Two pharmacological classes of quisqualate-induced electrical responses in rat retinal ganglion cells in vitro

Abstract

The pharmacological properties of steady state responses elicited by the excitatory amino acid agonists quisqualate and alpha-amino-3-hydroxy-5-methylisoxazole-4-propionate (AMPA) have been examined in isolated rat retinal ganglion cells with patch electrodes.

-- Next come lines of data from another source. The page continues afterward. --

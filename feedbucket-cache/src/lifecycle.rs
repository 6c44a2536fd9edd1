//! Host lifecycle integration.
//!
//! Hosts report foreground/background transitions through a
//! [`LifecycleSource`]. When the app returns to the foreground the source
//! tells every attached [`LifecycleListener`] how long it was away; the cache
//! uses that to mark all buckets stale after a long absence.

use std::sync::{Arc, Mutex, PoisonError};
use std::time::Duration;

use chrono::{DateTime, Utc};
use feedbucket_core::{elapsed_between, Clock, SystemClock};
use tokio::sync::mpsc;

/// Host application state, mirroring mobile app-state values.
#[derive(Debug, Clone, Copy, PartialEq, Eq, Hash)]
pub enum AppState {
    /// In the foreground and receiving input.
    Active,
    /// Not visible.
    Background,
    /// Visible but not receiving input (transitional).
    Inactive,
}

impl AppState {
    pub fn is_foreground(&self) -> bool {
        matches!(self, Self::Active)
    }
}

/// Receives foreground-after-background notifications.
pub trait LifecycleListener: Send + Sync {
    /// Called once per return to the foreground with the time spent away.
    fn on_foreground_after_background(&self, elapsed: Duration);
}

/// A host-provided source of lifecycle transitions.
pub trait LifecycleSource {
    fn attach(&self, listener: Arc<dyn LifecycleListener>);
}

/// Lifecycle source for headless and server contexts. Never fires.
#[derive(Debug, Clone, Copy, Default)]
pub struct NoopLifecycleSource;

impl LifecycleSource for NoopLifecycleSource {
    fn attach(&self, _listener: Arc<dyn LifecycleListener>) {}
}

/// Tracks host state transitions and reports time spent out of the
/// foreground.
///
/// The host calls [`AppStateTracker::transition`] from its native app-state
/// callback, or feeds an async channel into [`AppStateTracker::run`].
pub struct AppStateTracker {
    clock: Arc<dyn Clock>,
    inner: Mutex<TrackerState>,
}

struct TrackerState {
    current: AppState,
    left_foreground_at: Option<DateTime<Utc>>,
    listeners: Vec<Arc<dyn LifecycleListener>>,
}

impl AppStateTracker {
    /// Create a tracker that starts in the foreground.
    pub fn new() -> Self {
        Self::with_clock(Arc::new(SystemClock))
    }

    pub fn with_clock(clock: Arc<dyn Clock>) -> Self {
        Self {
            clock,
            inner: Mutex::new(TrackerState {
                current: AppState::Active,
                left_foreground_at: None,
                listeners: Vec::new(),
            }),
        }
    }

    pub fn state(&self) -> AppState {
        self.lock().current
    }

    /// Record a host state change.
    ///
    /// Leaving the foreground stamps the time (the first non-active state
    /// wins, so `Inactive -> Background` keeps the first stamp). Returning
    /// to `Active` reports the elapsed time to every listener.
    pub fn transition(&self, next: AppState) {
        let now = self.clock.now();
        let (elapsed, listeners) = {
            let mut state = self.lock();
            let previous = state.current;
            state.current = next;

            match (previous.is_foreground(), next.is_foreground()) {
                (true, false) => {
                    state.left_foreground_at = Some(now);
                    return;
                }
                (false, true) => match state.left_foreground_at.take() {
                    Some(left_at) => (elapsed_between(left_at, now), state.listeners.clone()),
                    None => return,
                },
                _ => return,
            }
        };

        tracing::debug!(
            elapsed_ms = u64::try_from(elapsed.as_millis()).unwrap_or(u64::MAX),
            listeners = listeners.len(),
            "App returned to foreground"
        );
        for listener in listeners {
            listener.on_foreground_after_background(elapsed);
        }
    }

    /// Pump state changes from an async channel until every sender is dropped.
    pub async fn run(self: Arc<Self>, mut rx: mpsc::Receiver<AppState>) {
        while let Some(next) = rx.recv().await {
            self.transition(next);
        }
        tracing::debug!("App state channel closed");
    }

    fn lock(&self) -> std::sync::MutexGuard<'_, TrackerState> {
        self.inner.lock().unwrap_or_else(PoisonError::into_inner)
    }
}

impl Default for AppStateTracker {
    fn default() -> Self {
        Self::new()
    }
}

impl LifecycleSource for AppStateTracker {
    fn attach(&self, listener: Arc<dyn LifecycleListener>) {
        self.lock().listeners.push(listener);
    }
}
//! feedbucket Core - Data Types
//!
//! Pure data structures shared by the cache engine and its callers: filter
//! keys, the feed item contract, page payloads, configuration, clocks and
//! errors. This crate contains no caching logic.

mod clock;
mod config;
mod error;
mod item;
mod key;
mod page;

pub use clock::{elapsed_between, Clock, ManualClock, SystemClock};
pub use config::{FeedCacheConfig, DEFAULT_MAX_BUCKETS, DEFAULT_TTL};
pub use error::{ConfigError, FeedError, FeedResult, PageError};
pub use item::{FeedItem, Post};
pub use key::{build_key, FilterKey, ALL_KEY, KEY_DELIMITER};
pub use page::{PageData, PageMeta};

/// Page numbers as used by the listing endpoints (1-based by convention).
pub type PageNumber = u32;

Based upon testing retinal ganglion cells with both agonists at saturating concentrations (30 microM for quisqualate and 60 microM for AMPA), these neurons can be grouped into three different categories: (a) type I cells, in which AMPA steady state responses were larger than those induced by quisqualate; (b) type II cells, in which quisqualate steady state responses were larger than or equal to those produced by AMPA; and (c) type III cells, in which neither AMPA nor quisqualate elicited responses. Regardless of cell type (I or II), AMPA responses were substantially inhibited by the antagonists kynurenate (750 microM) and 6-cyano-7-nitroquinoxaline-2,3-dione (CNQX; 10 microM). In contrast, the effects of these antagonists on quisqualate responses varied depending on the cell type, with both kynurenate and CNQX being more effective in type II than in type I cells. Based upon further pharmacological manipulations, it is proposed that quisqualate-induced steady state responses in retinal ganglion cells are divisible into two pharmacological classes that exist in varying proportions in these cells in vitro.